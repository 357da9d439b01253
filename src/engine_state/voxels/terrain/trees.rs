//! Deterministic tree placement.
//!
//! Every chunk independently rediscovers every tree that can touch it: it scans its own
//! columns plus a border as wide as the largest canopy, re-derives each candidate's
//! surface from the base terrain function, and stamps only the voxels that land inside
//! its bounds. Columns are visited in ascending world (x, z) order in every chunk, so
//! where two canopies overlap the later tree wins everywhere. Leaves never replace logs.

use cgmath::Point3;

use crate::engine_state::voxels::block::AIR;
use crate::engine_state::voxels::chunk::{Chunk, CHUNK_DIMENSION};
use crate::engine_state::voxels::voxel::Voxel;

use super::{TerrainGenerator, TreeSettings};

/// A tree fully described by its column.
#[derive(Copy, Clone, Debug, PartialEq, Eq)]
pub struct TreeShape {
    pub x: i32,
    pub z: i32,
    /// y of the block the trunk stands on.
    pub surface_y: i32,
    pub trunk_height: i32,
    pub leaf_radius: i32,
}

impl TreeShape {
    pub fn canopy_center(&self) -> Point3<i32> {
        Point3::new(self.x, self.surface_y + self.trunk_height, self.z)
    }

    /// `true` for offsets inside the rounded canopy sphere.
    pub fn in_canopy(&self, dx: i32, dy: i32, dz: i32) -> bool {
        let r = self.leaf_radius;
        dx * dx + dy * dy + dz * dz <= r * r + r / 2
    }

    /// Highest y the tree occupies.
    pub fn top(&self) -> i32 {
        self.surface_y + self.trunk_height + self.leaf_radius
    }

    /// Lowest y the tree occupies. A canopy wider than its trunk is tall hangs below
    /// the first log.
    pub fn bottom(&self) -> i32 {
        (self.canopy_center().y - self.leaf_radius).min(self.surface_y + 1)
    }
}

/// Seed for a column's private random stream.
pub fn column_seed(seed: u32, x: i32, z: i32) -> u64 {
    let mut h = (seed as u64) << 32
        ^ (x as u32 as u64).wrapping_mul(0x9E37_79B9_7F4A_7C15)
        ^ (z as u32 as u64).wrapping_mul(0xC2B2_AE3D_27D4_EB4F);
    // splitmix64 finalizer
    h ^= h >> 30;
    h = h.wrapping_mul(0xBF58_476D_1CE4_E5B9);
    h ^= h >> 27;
    h = h.wrapping_mul(0x94D0_49BB_1331_11EB);
    h ^ (h >> 31)
}

/// The tree rooted at a column, if any.
pub fn tree_at(generator: &TerrainGenerator, settings: &TreeSettings, x: i32, z: i32) -> Option<TreeShape> {
    if generator.feature_distance(x, z, settings.cell_frequency) >= settings.spawn_threshold {
        return None;
    }

    let (surface_y, block) = generator.surface_at(x, z, settings.min_surface_y)?;
    if block != settings.surface_block {
        return None;
    }

    let mut rng = fastrand::Rng::with_seed(column_seed(generator.config().noise.seed, x, z));
    let trunk_height = rng.i32(settings.min_trunk_height..=settings.max_trunk_height);
    let leaf_radius = rng.i32(settings.min_leaf_radius..=settings.max_leaf_radius);

    Some(TreeShape {
        x,
        z,
        surface_y,
        trunk_height,
        leaf_radius,
    })
}

/// Stamps every tree that reaches the chunk at `origin` into `voxels`.
pub fn place_trees(
    generator: &TerrainGenerator,
    settings: &TreeSettings,
    origin: Point3<i32>,
    voxels: &mut [Voxel],
) {
    let ceiling = generator.surface_search_ceiling();
    let lowest_tree_voxel =
        settings.min_surface_y + (settings.min_trunk_height - settings.max_leaf_radius).min(1);
    let highest_tree_voxel = ceiling + settings.max_trunk_height + settings.max_leaf_radius;
    if origin.y + CHUNK_DIMENSION <= lowest_tree_voxel || origin.y > highest_tree_voxel {
        return;
    }

    let padding = settings.max_leaf_radius;
    for x in origin.x - padding..origin.x + CHUNK_DIMENSION + padding {
        for z in origin.z - padding..origin.z + CHUNK_DIMENSION + padding {
            let Some(tree) = tree_at(generator, settings, x, z) else {
                continue;
            };
            if !reaches_chunk(&tree, origin) {
                continue;
            }
            stamp_tree(generator, settings, &tree, origin, voxels);
        }
    }
}

fn reaches_chunk(tree: &TreeShape, origin: Point3<i32>) -> bool {
    tree.top() >= origin.y && tree.bottom() < origin.y + CHUNK_DIMENSION
}

fn stamp_tree(
    generator: &TerrainGenerator,
    settings: &TreeSettings,
    tree: &TreeShape,
    origin: Point3<i32>,
    voxels: &mut [Voxel],
) {
    let log_block = settings.log_block;
    let mut write = |world: Point3<i32>, block, over_logs: bool| {
        let (x, y, z) = (world.x - origin.x, world.y - origin.y, world.z - origin.z);
        if !Chunk::contains_local(x, y, z) {
            return;
        }
        let slot = &mut voxels[Chunk::index(x, y, z)];
        if over_logs || slot.block_id() != log_block {
            *slot = Voxel::new(block);
        }
    };

    let center = tree.canopy_center();
    let r = tree.leaf_radius;
    for dy in -r..=r {
        for dz in -r..=r {
            for dx in -r..=r {
                if !tree.in_canopy(dx, dy, dz) {
                    continue;
                }
                let leaf = Point3::new(center.x + dx, center.y + dy, center.z + dz);
                let in_trunk = dx == 0 && dz == 0 && leaf.y <= center.y;
                if in_trunk || generator.base_block(leaf.x, leaf.y, leaf.z) != AIR {
                    continue;
                }
                write(leaf, settings.leaf_block, false);
            }
        }
    }

    for y in tree.surface_y + 1..=tree.surface_y + tree.trunk_height {
        write(Point3::new(tree.x, y, tree.z), settings.log_block, true);
    }
}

- - -

Reproduce all the data precisely, word for word.

◆ Result for this task
repository 357da9d439b01253
filename src/engine_state/voxels/terrain/trees.rs
//! Deterministic tree placement.
//!
//! Every chunk independently rediscovers every tree that can touch it: it scans its own
//! columns plus a border as wide as the largest canopy, re-derives each candidate's
//! surface from the base terrain function, and stamps only the voxels that land inside
//! its bounds. Columns are visited in ascending world (x, z) order in every chunk, so
//! where two canopies overlap the later tree wins everywhere. Leaves never replace logs.

use cgmath::Point3;

use crate::engine_state::voxels::block::AIR;
use crate::engine_state::voxels::chunk::{Chunk, CHUNK_DIMENSION};
use crate::engine_state::voxels::voxel::Voxel;

use super::{TerrainGenerator, TreeSettings};

/// A tree fully described by its column.
#[derive(Copy, Clone, Debug, PartialEq, Eq)]
pub struct TreeShape {
    pub x: i32,
    pub z: i32,
    /// y of the block the trunk stands on.
    pub surface_y: i32,
    pub trunk_height: i32,
    pub leaf_radius: i32,
}

impl TreeShape {
    pub fn canopy_center(&self) -> Point3<i32> {
        Point3::new(self.x, self.surface_y + self.trunk_height, self.z)
    }

    /// `true` for offsets inside the rounded canopy sphere.
    pub fn in_canopy(&self, dx: i32, dy: i32, dz: i32) -> bool {
        let r = self.leaf_radius;
        dx * dx + dy * dy + dz * dz <= r * r + r / 2
    }

    /// Highest y the tree occupies.
    pub fn top(&self) -> i32 {
        self.surface_y + self.trunk_height + self.leaf_radius
    }

    /// Lowest y the tree occupies. A canopy wider than its trunk is tall hangs below
    /// the first log.
    pub fn bottom(&self) -> i32 {
        (self.canopy_center().y - self.leaf_radius).min(self.surface_y + 1)
    }
}

/// Seed for a column's private random stream.
pub fn column_seed(seed: u32, x: i32, z: i32) -> u64 {
    let mut h = (seed as u64) << 32
        ^ (x as u32 as u64).wrapping_mul(0x9E37_79B9_7F4A_7C15)
        ^ (z as u32 as u64).wrapping_mul(0xC2B2_AE3D_27D4_EB4F);
    // splitmix64 finalizer
    h ^= h >> 30;
    h = h.wrapping_mul(0xBF58_476D_1CE4_E5B9);
    h ^= h >> 27;
    h = h.wrapping_mul(0x94D0_49BB_1331_11EB);
    h ^ (h >> 31)
}

/// The tree rooted at a column, if any.
pub fn tree_at(generator: &TerrainGenerator, settings: &TreeSettings, x: i32, z: i32) -> Option<TreeShape> {
    if generator.feature_distance(x, z, settings.cell_frequency) >= settings.spawn_threshold {
        return None;
    }

    let (surface_y, block) = generator.surface_at(x, z, settings.min_surface_y)?;
    if block != settings.surface_block {
        return None;
    }

    let mut rng = fastrand::Rng::with_seed(column_seed(generator.config().noise.seed, x, z));
    let trunk_height = rng.i32(settings.min_trunk_height..=settings.max_trunk_height);
    let leaf_radius = rng.i32(settings.min_leaf_radius..=settings.max_leaf_radius);

    Some(TreeShape {
        x,
        z,
        surface_y,
        trunk_height,
        leaf_radius,
    })
}

/// Stamps every tree that reaches the chunk at `origin` into `voxels`.
pub fn place_trees(
    generator: &TerrainGenerator,
    settings: &TreeSettings,
    origin: Point3<i32>,
    voxels: &mut [Voxel],
) {
    let ceiling = generator.surface_search_ceiling();
    let lowest_tree_voxel =
        settings.min_surface_y + (settings.min_trunk_height - settings.max_leaf_radius).min(1);
    let highest_tree_voxel = ceiling + settings.max_trunk_height + settings.max_leaf_radius;
    if origin.y + CHUNK_DIMENSION <= lowest_tree_voxel || origin.y > highest_tree_voxel {
        return;
    }

    let padding = settings.max_leaf_radius;
    for x in origin.x - padding..origin.x + CHUNK_DIMENSION + padding {
        for z in origin.z - padding..origin.z + CHUNK_DIMENSION + padding {
            let Some(tree) = tree_at(generator, settings, x, z) else {
                continue;
            };
            if !reaches_chunk(&tree, origin) {
                continue;
            }
            stamp_tree(generator, settings, &tree, origin, voxels);
        }
    }
}

fn reaches_chunk(tree: &TreeShape, origin: Point3<i32>) -> bool {
    tree.top() >= origin.y && tree.bottom() < origin.y + CHUNK_DIMENSION
}

fn stamp_tree(
    generator: &TerrainGenerator,
    settings: &TreeSettings,
    tree: &TreeShape,
    origin: Point3<i32>,
    voxels: &mut [Voxel],
) {
    let log_block = settings.log_block;
    let mut write = |world: Point3<i32>, block, over_logs: bool| {
        let (x, y, z) = (world.x - origin.x, world.y - origin.y, world.z - origin.z);
        if !Chunk::contains_local(x, y, z) {
            return;
        }
        let slot = &mut voxels[Chunk::index(x, y, z)];
        if over_logs || slot.block_id() != log_block {
            *slot = Voxel::new(block);
        }
    };

    let center = tree.canopy_center();
    let r = tree.leaf_radius;
    for dy in -r..=r {
        for dz in -r..=r {
            for dx in -r..=r {
                if !tree.in_canopy(dx, dy, dz) {
                    continue;
                }
                let leaf = Point3::new(center.x + dx, center.y + dy, center.z + dz);
                let in_trunk = dx == 0 && dz == 0 && leaf.y <= center.y;
                if in_trunk || generator.base_block(leaf.x, leaf.y, leaf.z) != AIR {
                    continue;
                }
                write(leaf, settings.leaf_block, false);
            }
        }
    }

    for y in tree.surface_y + 1..=tree.surface_y + tree.trunk_height {
        write(Point3::new(tree.x, y, tree.z), settings.log_block, true);
    }
}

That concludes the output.